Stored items
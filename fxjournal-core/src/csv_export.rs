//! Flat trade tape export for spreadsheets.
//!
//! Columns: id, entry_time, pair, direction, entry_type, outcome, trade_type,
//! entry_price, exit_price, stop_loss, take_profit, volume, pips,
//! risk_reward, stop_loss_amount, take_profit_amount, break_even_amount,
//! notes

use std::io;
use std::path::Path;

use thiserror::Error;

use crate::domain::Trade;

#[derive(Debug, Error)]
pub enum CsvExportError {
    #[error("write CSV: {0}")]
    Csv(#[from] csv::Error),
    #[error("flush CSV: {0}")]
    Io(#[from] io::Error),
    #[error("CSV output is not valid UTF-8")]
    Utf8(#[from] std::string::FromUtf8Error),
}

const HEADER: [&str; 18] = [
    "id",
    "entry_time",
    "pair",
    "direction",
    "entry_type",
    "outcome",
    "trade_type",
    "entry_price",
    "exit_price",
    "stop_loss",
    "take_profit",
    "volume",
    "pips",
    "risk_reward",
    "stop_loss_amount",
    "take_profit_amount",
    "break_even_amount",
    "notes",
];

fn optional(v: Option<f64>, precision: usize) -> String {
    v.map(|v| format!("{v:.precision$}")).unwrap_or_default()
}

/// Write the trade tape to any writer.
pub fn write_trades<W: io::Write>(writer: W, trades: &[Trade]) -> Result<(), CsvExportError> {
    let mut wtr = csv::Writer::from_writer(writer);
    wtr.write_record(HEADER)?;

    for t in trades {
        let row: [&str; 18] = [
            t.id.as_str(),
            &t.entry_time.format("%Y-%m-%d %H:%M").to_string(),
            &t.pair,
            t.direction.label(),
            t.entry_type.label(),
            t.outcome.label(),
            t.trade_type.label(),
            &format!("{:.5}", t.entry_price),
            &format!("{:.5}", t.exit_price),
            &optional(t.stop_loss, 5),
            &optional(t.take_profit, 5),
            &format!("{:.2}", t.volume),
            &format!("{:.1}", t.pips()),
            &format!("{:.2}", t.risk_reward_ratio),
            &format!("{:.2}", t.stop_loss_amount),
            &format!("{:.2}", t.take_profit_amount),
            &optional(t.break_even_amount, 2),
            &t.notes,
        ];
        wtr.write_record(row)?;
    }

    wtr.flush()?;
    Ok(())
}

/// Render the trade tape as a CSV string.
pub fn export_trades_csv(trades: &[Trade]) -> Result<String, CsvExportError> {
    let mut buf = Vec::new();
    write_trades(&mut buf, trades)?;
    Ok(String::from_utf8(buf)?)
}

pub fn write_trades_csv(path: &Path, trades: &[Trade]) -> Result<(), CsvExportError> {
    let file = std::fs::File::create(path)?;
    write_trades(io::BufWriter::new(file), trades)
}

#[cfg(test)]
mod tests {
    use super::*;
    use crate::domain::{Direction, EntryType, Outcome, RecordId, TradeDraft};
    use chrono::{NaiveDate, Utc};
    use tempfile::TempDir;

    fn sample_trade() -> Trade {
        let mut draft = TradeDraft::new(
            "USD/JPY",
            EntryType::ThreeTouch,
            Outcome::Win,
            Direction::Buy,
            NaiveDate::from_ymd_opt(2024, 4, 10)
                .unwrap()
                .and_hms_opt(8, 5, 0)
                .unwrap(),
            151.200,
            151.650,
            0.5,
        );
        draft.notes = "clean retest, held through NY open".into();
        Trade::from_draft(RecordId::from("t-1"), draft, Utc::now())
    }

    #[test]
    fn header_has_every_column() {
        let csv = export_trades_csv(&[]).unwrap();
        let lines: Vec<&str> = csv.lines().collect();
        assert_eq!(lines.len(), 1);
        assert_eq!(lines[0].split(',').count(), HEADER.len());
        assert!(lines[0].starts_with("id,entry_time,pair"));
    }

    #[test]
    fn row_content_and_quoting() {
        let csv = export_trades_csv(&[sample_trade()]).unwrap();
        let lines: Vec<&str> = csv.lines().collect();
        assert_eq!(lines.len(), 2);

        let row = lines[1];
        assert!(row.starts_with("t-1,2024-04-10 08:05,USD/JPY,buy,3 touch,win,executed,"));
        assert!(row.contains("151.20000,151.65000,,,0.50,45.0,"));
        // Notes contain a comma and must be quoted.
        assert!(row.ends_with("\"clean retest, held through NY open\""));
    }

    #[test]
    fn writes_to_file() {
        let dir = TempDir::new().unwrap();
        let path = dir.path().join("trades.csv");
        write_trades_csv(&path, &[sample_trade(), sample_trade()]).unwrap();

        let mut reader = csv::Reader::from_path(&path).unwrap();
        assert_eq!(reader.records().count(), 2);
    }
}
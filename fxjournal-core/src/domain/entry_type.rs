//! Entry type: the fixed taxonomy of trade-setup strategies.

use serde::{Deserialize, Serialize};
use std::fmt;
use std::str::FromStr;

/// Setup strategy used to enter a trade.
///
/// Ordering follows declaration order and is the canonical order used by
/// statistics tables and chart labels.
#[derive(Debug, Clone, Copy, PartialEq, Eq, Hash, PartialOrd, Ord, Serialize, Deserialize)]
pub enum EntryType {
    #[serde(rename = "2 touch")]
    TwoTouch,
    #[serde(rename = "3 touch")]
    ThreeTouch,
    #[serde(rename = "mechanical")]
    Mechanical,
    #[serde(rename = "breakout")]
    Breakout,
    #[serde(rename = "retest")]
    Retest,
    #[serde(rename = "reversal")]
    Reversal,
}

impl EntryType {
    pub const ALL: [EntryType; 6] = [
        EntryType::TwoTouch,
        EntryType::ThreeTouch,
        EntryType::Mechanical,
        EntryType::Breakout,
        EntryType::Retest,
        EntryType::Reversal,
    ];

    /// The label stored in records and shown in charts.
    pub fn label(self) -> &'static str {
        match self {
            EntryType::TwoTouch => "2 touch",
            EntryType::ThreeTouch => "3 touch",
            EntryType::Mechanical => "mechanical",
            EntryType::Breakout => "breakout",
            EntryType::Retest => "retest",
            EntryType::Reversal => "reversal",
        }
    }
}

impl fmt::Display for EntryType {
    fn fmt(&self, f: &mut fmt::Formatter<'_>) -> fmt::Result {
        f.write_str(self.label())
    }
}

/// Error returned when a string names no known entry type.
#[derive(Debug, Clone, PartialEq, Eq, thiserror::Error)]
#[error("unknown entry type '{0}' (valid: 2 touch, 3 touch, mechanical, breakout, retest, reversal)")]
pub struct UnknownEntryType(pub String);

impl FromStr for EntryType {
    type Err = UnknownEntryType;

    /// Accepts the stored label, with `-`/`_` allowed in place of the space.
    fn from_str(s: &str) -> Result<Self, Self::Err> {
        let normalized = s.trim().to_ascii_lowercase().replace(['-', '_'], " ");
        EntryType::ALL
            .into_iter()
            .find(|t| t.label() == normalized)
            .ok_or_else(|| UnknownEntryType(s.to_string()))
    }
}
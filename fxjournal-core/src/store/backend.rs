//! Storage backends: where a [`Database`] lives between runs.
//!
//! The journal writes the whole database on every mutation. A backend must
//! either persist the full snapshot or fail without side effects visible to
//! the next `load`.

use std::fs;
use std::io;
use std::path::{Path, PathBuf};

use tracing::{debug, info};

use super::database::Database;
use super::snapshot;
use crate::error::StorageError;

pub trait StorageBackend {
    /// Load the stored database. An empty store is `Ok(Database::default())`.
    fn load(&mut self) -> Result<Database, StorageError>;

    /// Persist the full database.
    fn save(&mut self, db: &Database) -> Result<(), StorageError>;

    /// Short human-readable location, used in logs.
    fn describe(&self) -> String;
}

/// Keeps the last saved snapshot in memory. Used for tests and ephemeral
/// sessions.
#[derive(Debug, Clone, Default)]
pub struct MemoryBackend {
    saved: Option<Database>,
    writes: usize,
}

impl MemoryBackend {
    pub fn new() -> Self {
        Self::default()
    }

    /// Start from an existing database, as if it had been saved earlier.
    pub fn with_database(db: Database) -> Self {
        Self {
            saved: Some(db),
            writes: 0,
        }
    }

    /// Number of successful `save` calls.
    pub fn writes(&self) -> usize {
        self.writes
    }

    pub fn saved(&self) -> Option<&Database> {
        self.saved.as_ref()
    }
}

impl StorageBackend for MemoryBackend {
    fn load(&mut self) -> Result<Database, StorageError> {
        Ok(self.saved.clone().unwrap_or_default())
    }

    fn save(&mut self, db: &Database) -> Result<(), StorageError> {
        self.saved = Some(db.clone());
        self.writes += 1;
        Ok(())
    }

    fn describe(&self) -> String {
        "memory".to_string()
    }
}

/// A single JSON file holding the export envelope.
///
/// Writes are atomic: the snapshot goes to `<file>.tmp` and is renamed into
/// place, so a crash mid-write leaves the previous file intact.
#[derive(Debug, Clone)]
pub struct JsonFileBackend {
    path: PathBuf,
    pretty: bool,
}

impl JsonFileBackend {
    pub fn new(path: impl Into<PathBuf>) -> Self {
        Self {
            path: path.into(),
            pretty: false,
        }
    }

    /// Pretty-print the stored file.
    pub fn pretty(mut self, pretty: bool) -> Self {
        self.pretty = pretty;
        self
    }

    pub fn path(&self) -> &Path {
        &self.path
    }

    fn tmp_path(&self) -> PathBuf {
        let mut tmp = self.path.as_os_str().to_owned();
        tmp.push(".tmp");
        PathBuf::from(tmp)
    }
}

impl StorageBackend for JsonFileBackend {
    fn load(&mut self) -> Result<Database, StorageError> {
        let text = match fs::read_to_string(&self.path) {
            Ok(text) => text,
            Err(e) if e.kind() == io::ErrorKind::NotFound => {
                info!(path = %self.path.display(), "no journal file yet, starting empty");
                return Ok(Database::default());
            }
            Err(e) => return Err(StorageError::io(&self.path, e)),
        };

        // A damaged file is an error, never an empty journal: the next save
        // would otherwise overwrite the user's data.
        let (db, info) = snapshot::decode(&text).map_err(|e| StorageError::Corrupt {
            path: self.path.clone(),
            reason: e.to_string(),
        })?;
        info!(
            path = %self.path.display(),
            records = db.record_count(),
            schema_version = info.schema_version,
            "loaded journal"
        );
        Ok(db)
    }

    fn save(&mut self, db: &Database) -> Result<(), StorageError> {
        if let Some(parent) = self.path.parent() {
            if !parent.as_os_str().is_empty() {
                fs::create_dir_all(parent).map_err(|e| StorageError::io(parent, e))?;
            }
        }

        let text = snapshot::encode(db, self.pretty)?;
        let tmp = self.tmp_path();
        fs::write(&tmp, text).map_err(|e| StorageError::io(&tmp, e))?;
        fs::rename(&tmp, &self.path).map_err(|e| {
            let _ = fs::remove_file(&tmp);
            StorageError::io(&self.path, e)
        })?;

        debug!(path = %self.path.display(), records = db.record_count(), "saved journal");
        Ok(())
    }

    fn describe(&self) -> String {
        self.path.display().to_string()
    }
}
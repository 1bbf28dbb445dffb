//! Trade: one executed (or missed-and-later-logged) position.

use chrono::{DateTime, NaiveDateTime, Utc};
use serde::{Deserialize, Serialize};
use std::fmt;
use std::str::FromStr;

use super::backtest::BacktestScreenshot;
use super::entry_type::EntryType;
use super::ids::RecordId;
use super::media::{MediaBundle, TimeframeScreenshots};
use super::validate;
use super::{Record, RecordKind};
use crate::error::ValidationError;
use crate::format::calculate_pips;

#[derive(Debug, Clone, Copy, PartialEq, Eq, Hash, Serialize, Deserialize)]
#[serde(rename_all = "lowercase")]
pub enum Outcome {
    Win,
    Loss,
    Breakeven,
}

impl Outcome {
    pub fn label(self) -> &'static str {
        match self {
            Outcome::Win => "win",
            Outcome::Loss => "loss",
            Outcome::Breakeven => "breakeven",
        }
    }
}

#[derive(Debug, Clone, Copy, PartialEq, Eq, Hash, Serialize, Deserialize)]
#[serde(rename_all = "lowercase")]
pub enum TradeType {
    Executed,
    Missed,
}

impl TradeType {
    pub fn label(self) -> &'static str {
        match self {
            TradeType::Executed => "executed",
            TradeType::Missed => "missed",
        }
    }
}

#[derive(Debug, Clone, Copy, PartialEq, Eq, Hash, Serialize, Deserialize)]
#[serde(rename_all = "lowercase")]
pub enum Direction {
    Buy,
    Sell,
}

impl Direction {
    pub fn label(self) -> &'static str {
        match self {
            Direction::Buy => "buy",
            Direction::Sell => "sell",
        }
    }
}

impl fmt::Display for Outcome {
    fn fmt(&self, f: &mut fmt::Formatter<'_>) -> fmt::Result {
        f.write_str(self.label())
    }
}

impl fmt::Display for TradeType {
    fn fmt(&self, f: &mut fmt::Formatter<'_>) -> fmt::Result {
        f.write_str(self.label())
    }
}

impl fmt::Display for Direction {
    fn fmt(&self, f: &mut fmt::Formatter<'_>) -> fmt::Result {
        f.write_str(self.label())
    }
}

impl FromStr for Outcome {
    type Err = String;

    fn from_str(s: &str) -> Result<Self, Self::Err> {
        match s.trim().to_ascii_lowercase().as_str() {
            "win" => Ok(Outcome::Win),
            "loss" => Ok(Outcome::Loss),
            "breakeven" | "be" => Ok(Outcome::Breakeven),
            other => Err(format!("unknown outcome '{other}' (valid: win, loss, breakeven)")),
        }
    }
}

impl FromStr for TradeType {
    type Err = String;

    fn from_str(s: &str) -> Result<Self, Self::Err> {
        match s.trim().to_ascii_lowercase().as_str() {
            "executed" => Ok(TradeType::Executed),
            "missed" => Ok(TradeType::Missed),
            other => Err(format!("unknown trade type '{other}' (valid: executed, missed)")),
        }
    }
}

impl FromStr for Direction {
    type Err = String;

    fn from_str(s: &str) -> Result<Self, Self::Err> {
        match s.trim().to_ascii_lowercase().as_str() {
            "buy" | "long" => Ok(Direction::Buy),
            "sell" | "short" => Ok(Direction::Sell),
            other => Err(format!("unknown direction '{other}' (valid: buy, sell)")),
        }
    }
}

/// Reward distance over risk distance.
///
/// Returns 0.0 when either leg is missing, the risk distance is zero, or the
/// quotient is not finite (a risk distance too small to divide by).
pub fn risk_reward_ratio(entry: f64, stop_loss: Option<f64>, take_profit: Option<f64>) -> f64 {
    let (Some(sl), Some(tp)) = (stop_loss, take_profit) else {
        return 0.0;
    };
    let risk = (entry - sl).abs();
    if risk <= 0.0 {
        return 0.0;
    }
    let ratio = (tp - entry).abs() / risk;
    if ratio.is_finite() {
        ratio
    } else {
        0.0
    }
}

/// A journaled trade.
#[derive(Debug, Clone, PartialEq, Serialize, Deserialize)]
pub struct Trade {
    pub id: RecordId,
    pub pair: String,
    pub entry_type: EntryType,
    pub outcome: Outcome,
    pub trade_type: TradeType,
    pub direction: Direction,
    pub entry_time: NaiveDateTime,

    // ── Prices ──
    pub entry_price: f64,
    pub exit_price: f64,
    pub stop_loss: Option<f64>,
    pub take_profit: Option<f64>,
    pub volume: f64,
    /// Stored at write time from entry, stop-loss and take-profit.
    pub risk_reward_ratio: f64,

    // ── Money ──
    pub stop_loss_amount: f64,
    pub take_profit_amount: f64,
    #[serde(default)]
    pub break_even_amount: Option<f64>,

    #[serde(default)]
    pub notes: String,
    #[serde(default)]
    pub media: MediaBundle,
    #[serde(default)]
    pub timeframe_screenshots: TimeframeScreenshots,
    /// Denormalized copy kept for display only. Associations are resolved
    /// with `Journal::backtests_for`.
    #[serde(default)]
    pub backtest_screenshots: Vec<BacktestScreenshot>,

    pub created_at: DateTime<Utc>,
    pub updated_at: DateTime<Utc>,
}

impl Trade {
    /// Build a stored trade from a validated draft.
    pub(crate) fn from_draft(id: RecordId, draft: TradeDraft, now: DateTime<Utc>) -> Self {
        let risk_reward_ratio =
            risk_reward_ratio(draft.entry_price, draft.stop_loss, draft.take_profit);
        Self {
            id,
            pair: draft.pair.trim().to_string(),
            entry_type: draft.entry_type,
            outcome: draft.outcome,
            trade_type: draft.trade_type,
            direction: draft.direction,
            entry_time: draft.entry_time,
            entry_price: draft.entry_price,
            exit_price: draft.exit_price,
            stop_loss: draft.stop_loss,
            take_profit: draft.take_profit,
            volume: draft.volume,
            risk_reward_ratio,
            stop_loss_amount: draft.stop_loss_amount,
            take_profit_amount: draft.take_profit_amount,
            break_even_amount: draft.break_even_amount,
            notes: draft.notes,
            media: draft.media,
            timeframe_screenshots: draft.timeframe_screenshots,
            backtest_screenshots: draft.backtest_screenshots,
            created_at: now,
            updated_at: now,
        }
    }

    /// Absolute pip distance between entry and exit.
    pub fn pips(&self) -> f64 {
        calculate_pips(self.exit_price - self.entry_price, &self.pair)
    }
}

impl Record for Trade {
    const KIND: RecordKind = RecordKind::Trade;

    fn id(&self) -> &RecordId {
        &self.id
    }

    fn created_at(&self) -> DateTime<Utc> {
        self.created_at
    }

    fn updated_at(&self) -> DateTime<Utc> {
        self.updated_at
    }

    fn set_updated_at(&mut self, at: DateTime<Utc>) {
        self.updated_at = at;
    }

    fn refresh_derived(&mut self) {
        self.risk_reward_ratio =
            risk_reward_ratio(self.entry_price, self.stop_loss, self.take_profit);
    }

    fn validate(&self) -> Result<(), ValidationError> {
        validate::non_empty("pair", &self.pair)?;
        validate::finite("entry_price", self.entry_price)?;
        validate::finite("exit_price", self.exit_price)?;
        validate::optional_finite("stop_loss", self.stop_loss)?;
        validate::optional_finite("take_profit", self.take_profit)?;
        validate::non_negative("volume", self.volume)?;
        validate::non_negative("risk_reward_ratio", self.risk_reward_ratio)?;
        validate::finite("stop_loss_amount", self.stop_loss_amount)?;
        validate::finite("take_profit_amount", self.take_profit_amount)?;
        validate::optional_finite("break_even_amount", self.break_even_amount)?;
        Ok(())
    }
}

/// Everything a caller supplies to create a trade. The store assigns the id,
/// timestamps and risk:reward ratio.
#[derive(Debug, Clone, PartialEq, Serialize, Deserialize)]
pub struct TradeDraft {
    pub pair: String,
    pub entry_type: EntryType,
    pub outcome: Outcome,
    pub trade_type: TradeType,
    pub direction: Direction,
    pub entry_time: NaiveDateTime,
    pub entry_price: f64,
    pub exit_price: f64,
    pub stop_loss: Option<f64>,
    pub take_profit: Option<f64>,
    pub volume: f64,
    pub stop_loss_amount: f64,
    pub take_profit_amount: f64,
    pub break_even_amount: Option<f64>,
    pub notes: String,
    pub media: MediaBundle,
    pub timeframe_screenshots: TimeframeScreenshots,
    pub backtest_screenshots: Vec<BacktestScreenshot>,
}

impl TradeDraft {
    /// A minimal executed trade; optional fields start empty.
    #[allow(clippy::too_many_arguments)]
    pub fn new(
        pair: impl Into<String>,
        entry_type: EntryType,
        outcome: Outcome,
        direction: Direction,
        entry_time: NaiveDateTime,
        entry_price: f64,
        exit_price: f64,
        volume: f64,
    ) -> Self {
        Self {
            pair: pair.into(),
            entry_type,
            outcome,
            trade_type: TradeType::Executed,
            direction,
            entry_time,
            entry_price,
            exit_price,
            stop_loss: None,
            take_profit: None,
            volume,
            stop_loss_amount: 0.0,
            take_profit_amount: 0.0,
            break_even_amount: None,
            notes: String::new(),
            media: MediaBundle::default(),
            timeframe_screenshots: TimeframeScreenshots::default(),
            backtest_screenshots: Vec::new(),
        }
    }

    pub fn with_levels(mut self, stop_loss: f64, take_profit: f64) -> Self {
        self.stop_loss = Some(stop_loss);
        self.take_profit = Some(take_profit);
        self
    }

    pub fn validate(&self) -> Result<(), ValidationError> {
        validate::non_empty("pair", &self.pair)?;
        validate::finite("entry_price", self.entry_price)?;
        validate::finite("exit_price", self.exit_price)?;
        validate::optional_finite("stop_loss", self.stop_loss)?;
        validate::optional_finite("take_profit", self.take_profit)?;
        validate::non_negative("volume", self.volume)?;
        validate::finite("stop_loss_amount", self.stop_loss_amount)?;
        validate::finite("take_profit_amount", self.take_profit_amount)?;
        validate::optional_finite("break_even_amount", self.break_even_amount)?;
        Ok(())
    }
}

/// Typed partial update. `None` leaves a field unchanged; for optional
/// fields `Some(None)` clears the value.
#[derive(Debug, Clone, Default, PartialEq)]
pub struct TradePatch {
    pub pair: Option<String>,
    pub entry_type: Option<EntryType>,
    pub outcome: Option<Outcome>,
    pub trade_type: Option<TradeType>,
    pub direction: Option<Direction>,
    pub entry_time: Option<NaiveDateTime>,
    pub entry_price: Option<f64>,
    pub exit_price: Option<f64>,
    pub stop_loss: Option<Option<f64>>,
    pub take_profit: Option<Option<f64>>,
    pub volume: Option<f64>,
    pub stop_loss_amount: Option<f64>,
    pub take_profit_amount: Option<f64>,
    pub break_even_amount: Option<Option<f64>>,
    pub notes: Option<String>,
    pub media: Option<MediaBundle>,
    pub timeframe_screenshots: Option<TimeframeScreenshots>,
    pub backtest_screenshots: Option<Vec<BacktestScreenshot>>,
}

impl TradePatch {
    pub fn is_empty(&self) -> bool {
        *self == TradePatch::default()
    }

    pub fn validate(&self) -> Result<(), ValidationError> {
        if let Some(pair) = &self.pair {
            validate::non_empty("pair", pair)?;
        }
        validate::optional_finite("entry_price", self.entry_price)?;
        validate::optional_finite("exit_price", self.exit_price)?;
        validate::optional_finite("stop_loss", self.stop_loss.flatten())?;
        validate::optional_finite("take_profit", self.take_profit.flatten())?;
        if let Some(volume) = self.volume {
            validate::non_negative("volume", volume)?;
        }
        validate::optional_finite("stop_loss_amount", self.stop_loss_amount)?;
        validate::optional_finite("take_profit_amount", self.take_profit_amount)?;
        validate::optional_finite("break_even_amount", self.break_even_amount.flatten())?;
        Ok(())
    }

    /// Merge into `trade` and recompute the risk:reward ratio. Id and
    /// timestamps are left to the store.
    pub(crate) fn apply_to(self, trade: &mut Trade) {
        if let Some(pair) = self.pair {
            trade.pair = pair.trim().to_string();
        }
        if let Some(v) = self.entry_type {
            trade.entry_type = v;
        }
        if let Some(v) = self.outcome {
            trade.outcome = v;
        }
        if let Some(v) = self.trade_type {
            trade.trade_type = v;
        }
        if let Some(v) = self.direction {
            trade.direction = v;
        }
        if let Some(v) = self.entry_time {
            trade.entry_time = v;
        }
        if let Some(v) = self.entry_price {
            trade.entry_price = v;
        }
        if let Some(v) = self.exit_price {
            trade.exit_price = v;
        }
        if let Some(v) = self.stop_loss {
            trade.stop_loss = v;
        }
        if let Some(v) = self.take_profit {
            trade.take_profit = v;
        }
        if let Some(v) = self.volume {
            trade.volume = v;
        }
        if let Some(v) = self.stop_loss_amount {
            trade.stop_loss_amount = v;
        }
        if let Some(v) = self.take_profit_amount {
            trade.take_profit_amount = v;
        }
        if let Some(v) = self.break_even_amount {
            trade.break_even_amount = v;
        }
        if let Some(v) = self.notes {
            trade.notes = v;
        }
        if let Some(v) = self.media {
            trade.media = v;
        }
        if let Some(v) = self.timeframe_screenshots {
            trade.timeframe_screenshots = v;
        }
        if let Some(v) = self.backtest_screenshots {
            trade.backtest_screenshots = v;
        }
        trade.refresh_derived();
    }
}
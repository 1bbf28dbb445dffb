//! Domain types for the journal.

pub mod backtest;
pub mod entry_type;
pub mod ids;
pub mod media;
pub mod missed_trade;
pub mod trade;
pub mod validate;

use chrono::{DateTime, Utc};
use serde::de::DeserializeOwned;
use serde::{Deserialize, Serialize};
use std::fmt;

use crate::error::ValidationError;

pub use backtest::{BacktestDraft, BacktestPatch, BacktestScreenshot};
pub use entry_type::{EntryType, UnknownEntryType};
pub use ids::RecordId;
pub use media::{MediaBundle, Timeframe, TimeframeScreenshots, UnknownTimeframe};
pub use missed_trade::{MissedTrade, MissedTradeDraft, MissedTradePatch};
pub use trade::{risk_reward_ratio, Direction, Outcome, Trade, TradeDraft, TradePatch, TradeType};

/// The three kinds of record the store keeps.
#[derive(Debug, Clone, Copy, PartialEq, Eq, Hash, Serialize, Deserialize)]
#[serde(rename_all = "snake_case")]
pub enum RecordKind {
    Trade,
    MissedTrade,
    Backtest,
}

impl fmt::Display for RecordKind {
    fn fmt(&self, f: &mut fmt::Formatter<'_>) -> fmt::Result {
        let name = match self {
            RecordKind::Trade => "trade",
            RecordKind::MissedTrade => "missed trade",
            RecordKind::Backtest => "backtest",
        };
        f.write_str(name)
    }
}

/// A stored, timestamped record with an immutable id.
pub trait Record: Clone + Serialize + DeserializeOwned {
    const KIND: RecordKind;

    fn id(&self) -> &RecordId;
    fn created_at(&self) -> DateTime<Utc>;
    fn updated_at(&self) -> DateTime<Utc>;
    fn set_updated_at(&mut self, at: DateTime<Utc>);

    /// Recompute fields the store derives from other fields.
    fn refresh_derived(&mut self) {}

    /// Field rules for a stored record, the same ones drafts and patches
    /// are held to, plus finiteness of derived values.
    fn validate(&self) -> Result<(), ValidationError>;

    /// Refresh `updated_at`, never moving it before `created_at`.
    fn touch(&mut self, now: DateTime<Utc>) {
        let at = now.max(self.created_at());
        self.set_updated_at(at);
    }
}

Work task — The line containing "to any writer." marks the end: copy exactly every line from the top of the data above down to it, that line included.

Reply —
filename fxjournal-core/src/csv_export.rs
//! Flat trade tape export for spreadsheets.
//!
//! Columns: id, entry_time, pair, direction, entry_type, outcome, trade_type,
//! entry_price, exit_price, stop_loss, take_profit, volume, pips,
//! risk_reward, stop_loss_amount, take_profit_amount, break_even_amount,
//! notes

use std::io;
use std::path::Path;

use thiserror::Error;

use crate::domain::Trade;

#[derive(Debug, Error)]
pub enum CsvExportError {
    #[error("write CSV: {0}")]
    Csv(#[from] csv::Error),
    #[error("flush CSV: {0}")]
    Io(#[from] io::Error),
    #[error("CSV output is not valid UTF-8")]
    Utf8(#[from] std::string::FromUtf8Error),
}

const HEADER: [&str; 18] = [
    "id",
    "entry_time",
    "pair",
    "direction",
    "entry_type",
    "outcome",
    "trade_type",
    "entry_price",
    "exit_price",
    "stop_loss",
    "take_profit",
    "volume",
    "pips",
    "risk_reward",
    "stop_loss_amount",
    "take_profit_amount",
    "break_even_amount",
    "notes",
];

fn optional(v: Option<f64>, precision: usize) -> String {
    v.map(|v| format!("{v:.precision$}")).unwrap_or_default()
}

/// Write the trade tape to any writer.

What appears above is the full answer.